**Activity:** The answer must be every line below that contains the string "values".
[Start of section]
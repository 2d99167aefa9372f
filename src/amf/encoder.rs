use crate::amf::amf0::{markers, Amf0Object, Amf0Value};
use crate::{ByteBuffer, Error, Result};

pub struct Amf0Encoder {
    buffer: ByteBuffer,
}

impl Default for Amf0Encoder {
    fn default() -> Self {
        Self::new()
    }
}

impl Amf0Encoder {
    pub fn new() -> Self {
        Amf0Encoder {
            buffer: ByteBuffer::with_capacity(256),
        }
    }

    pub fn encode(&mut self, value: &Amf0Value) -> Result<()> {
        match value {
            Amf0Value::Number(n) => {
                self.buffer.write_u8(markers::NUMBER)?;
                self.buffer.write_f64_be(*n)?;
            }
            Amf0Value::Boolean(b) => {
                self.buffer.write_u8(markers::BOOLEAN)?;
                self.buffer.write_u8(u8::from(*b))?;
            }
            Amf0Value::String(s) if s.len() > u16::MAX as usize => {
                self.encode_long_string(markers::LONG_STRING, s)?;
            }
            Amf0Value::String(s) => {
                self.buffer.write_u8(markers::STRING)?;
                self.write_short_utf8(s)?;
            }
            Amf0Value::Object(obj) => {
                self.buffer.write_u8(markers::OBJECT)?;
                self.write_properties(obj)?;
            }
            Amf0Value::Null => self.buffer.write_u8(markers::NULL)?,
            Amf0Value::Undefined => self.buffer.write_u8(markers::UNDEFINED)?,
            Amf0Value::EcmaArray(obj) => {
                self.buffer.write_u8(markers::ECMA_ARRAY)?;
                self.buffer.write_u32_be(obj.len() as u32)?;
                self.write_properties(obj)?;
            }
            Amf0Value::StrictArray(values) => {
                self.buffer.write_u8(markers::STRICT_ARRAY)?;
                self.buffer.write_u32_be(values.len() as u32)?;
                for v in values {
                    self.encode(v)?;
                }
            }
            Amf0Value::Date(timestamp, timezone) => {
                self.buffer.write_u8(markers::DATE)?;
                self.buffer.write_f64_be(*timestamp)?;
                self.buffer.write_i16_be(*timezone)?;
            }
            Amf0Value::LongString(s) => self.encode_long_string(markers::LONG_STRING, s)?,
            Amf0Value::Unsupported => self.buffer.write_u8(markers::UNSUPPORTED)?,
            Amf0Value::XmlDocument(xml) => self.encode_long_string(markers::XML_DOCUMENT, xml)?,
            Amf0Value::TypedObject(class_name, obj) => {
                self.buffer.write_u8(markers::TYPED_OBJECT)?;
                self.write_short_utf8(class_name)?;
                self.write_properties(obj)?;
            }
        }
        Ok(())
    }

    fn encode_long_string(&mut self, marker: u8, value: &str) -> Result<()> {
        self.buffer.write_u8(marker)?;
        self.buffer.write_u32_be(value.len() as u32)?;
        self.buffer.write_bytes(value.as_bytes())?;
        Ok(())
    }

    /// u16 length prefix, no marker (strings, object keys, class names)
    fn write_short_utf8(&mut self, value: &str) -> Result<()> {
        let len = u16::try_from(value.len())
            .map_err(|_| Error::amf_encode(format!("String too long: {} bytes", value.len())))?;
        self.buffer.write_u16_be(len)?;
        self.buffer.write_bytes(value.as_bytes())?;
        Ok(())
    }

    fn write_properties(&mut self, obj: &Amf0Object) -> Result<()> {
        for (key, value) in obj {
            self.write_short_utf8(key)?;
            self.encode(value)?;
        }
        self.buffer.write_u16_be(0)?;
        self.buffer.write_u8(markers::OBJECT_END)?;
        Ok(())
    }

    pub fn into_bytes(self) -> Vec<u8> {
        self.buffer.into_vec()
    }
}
[End of section]
**Reply:**
            Amf0Value::StrictArray(values) => {
                self.buffer.write_u32_be(values.len() as u32)?;
                for v in values {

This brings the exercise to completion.